As I headed north for the Inagh Valley the clouds lifted. Clear skies silhouetted the barren mountains against a dew-drenched terrain, tear-dropped with lakes. Kylemore Abbey, Connemara's most exalted attraction, appeared like a mirage along the banks of Lough Pollacapall. Built in 1868 by wealthy London landowner Mitchell Henry for his wife, Margaret, the castle has been under the auspices of the Benedictine nuns for almost a century.

After visiting its sumptuously restored interior of period chambers I followed a woodland trail to the abbey's walled Victorian gardens, where late-flowering fuchsias were parading November's solitary color burst. The nuns have established the Forest Friends program, where donors, including Walsh, sponsor the planting of Irish oaks around the estate in memory of a loved one, helping to restore Ireland's indigenous woodlands, one tree at a time.
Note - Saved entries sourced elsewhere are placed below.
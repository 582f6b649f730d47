//! PDF export for quotes.
//!
//! Renders a fully-priced quote through a Tera HTML template and converts
//! the result with `wkhtmltopdf` when the binary is available. Without it
//! the rendered HTML is returned as-is for browser printing.

use std::collections::HashMap;
use std::process::Stdio;

use axum::{
    body::Body,
    http::{header, StatusCode},
    response::{IntoResponse, Response},
};
use devis_core::config::{CompanyConfig, PdfConfig};
use devis_core::Quote;
use tera::{Context, Tera};
use tokio::process::Command;
use tracing::{error, info, warn};

/// Register custom Tera filters used by quote templates.
///
/// - `money`: 2-decimal rendering, e.g. `amount | money`. Accepts both
///   numbers and decimal amounts serialized as strings.
pub fn register_template_filters(tera: &mut Tera) {
    tera.register_filter("money", tera_money_filter);
}

fn tera_money_filter(
    value: &tera::Value,
    _args: &HashMap<String, tera::Value>,
) -> tera::Result<tera::Value> {
    let num = match value {
        tera::Value::Number(n) => n.as_f64().unwrap_or(0.0),
        tera::Value::String(s) => s.parse::<f64>().unwrap_or(0.0),
        _ => 0.0,
    };
    Ok(tera::Value::String(format!("{:.2}", num)))
}

/// Strip characters the renderer cannot place: control characters and
/// anything outside printable ASCII / Latin-1.
pub fn sanitize_text(input: &str) -> String {
    input
        .chars()
        .filter(|c| {
            let code = *c as u32;
            (0x20..0x7f).contains(&code) || (0xa0..=0xff).contains(&code)
        })
        .collect()
}

/// Walk a JSON value and sanitize every string in place.
fn sanitize_json(value: &mut serde_json::Value) {
    match value {
        serde_json::Value::String(s) => *s = sanitize_text(s),
        serde_json::Value::Array(items) => {
            for item in items {
                sanitize_json(item);
            }
        }
        serde_json::Value::Object(map) => {
            for (_, item) in map.iter_mut() {
                sanitize_json(item);
            }
        }
        _ => {}
    }
}

#[derive(Debug, thiserror::Error)]
pub enum PdfError {
    #[error("template error: {0}")]
    Template(String),
    #[error("serialization error: {0}")]
    Serialize(String),
    #[error("conversion error: {0}")]
    Conversion(String),
    #[error("IO error: {0}")]
    Io(#[from] std::io::Error),
}

#[derive(Clone, Debug)]
pub struct PdfGenerator {
    tera: Tera,
    wkhtmltopdf_path: Option<String>,
}

impl PdfGenerator {
    /// Create a generator from configuration. Templates come from the
    /// configured directory; a configured converter path wins over PATH
    /// discovery.
    pub fn new(config: &PdfConfig) -> Result<Self, PdfError> {
        let mut tera = Tera::new(&format!("{}/**/*", config.templates_dir))
            .map_err(|e| PdfError::Template(e.to_string()))?;
        register_template_filters(&mut tera);

        let wkhtmltopdf_path = config
            .wkhtmltopdf_path
            .clone()
            .or_else(|| which::which("wkhtmltopdf").ok().map(|p| p.to_string_lossy().to_string()));

        match &wkhtmltopdf_path {
            Some(path) => info!(path = %path, "wkhtmltopdf found"),
            None => warn!("wkhtmltopdf not found in PATH, quote export will fall back to HTML"),
        }

        Ok(Self { tera, wkhtmltopdf_path })
    }

    /// Create a generator backed by the compiled-in template. Used when the
    /// filesystem template directory is unavailable.
    pub fn with_embedded_templates() -> Self {
        let mut tera = Tera::default();
        register_template_filters(&mut tera);

        if let Err(error) = tera.add_raw_template(
            "devis.html.tera",
            include_str!("../../../templates/quotes/devis.html.tera"),
        ) {
            error!(error = %error, "embedded quote template failed to load");
        }

        let wkhtmltopdf_path =
            which::which("wkhtmltopdf").ok().map(|p| p.to_string_lossy().to_string());

        Self { tera, wkhtmltopdf_path }
    }

    /// Render a quote to PDF bytes, or HTML when no converter is available.
    pub async fn generate_quote_pdf(
        &self,
        quote: &Quote,
        company: &CompanyConfig,
    ) -> Result<PdfResult, PdfError> {
        let html = self.render_quote_html(quote, company)?;

        if let Some(ref wkhtmltopdf) = self.wkhtmltopdf_path {
            match convert_html_to_pdf(&html, wkhtmltopdf).await {
                Ok(pdf_bytes) => Ok(PdfResult::Pdf(pdf_bytes)),
                Err(e) => {
                    warn!(error = %e, "PDF conversion failed, falling back to HTML");
                    Ok(PdfResult::Html(html))
                }
            }
        } else {
            Ok(PdfResult::Html(html))
        }
    }

    /// Render the quote HTML without conversion, for browser printing.
    pub fn render_quote_html(
        &self,
        quote: &Quote,
        company: &CompanyConfig,
    ) -> Result<String, PdfError> {
        let mut quote_value =
            serde_json::to_value(quote).map_err(|e| PdfError::Serialize(e.to_string()))?;
        sanitize_json(&mut quote_value);

        let mut context = Context::new();
        context.insert("quote", &quote_value);
        context.insert(
            "company",
            &serde_json::json!({
                "name": sanitize_text(&company.name),
                "address": sanitize_text(&company.address),
                "phone": company.phone.as_deref().map(sanitize_text),
                "email": company.email.as_deref().map(sanitize_text),
                "vat_number": company.vat_number.as_deref().map(sanitize_text),
            }),
        );
        context.insert("issued_on", &quote.created_at.format("%d/%m/%Y").to_string());
        context.insert("has_discount", &!quote.discount_amount.is_zero());
        context.insert("currency", &currency_symbol(&company.currency));

        self.tera
            .render("devis.html.tera", &context)
            .map_err(|e| PdfError::Template(e.to_string()))
    }
}

fn currency_symbol(code: &str) -> String {
    match code.trim().to_ascii_uppercase().as_str() {
        "EUR" => "€".to_string(),
        "USD" => "$".to_string(),
        "GBP" => "£".to_string(),
        other => other.to_string(),
    }
}

async fn convert_html_to_pdf(html: &str, wkhtmltopdf_path: &str) -> Result<Vec<u8>, PdfError> {
    let temp_dir = std::env::temp_dir();
    let stem = uuid::Uuid::new_v4().simple().to_string();
    let html_path = temp_dir.join(format!("devis_{stem}.html"));
    let pdf_path = temp_dir.join(format!("devis_{stem}.pdf"));

    tokio::fs::write(&html_path, html).await?;

    let output = Command::new(wkhtmltopdf_path)
        .arg("--page-size")
        .arg("A4")
        .arg("--margin-top")
        .arg("10mm")
        .arg("--margin-bottom")
        .arg("10mm")
        .arg("--margin-left")
        .arg("10mm")
        .arg("--margin-right")
        .arg("10mm")
        .arg("--encoding")
        .arg("utf-8")
        .arg("--enable-local-file-access")
        .arg(&html_path)
        .arg(&pdf_path)
        .stdout(Stdio::piped())
        .stderr(Stdio::piped())
        .output()
        .await?;

    if !output.status.success() {
        let stderr = String::from_utf8_lossy(&output.stderr);
        error!(stderr = %stderr, "wkhtmltopdf failed");
        let _ = tokio::fs::remove_file(&html_path).await;
        return Err(PdfError::Conversion(stderr.to_string()));
    }

    let pdf_bytes = tokio::fs::read(&pdf_path).await?;

    let _ = tokio::fs::remove_file(&html_path).await;
    let _ = tokio::fs::remove_file(&pdf_path).await;

    info!(size = pdf_bytes.len(), "PDF generated successfully");

    Ok(pdf_bytes)
}

/// Result of quote export.
pub enum PdfResult {
    Pdf(Vec<u8>),
    Html(String),
}

impl PdfResult {
    pub fn into_response(self, filename: &str) -> Response {
        match self {
            PdfResult::Pdf(bytes) => (
                StatusCode::OK,
                [
                    (header::CONTENT_TYPE, "application/pdf".to_string()),
                    (
                        header::CONTENT_DISPOSITION,
                        format!("attachment; filename=\"{filename}\""),
                    ),
                ],
                Body::from(bytes),
            )
                .into_response(),
            PdfResult::Html(html) => (
                StatusCode::OK,
                [(header::CONTENT_TYPE, "text/html; charset=utf-8".to_string())],
                Body::from(html),
            )
                .into_response(),
        }
    }
}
Connemara National Park lies a few miles farther westward, folding dramatically around the foothills of the Twelve Pins mountain range. The park, much of which once formed part of Kylemore Estate, offers visitors a place to stretch their legs with a bracing hike across its hillocks. I embarked on a three-mile trail around Diamond Hill in a gusty shower that was followed by a quintessential Irish rainbow arcing into the Atlantic. It's little wonder Oscar Wilde described Connemara as a "savage beauty."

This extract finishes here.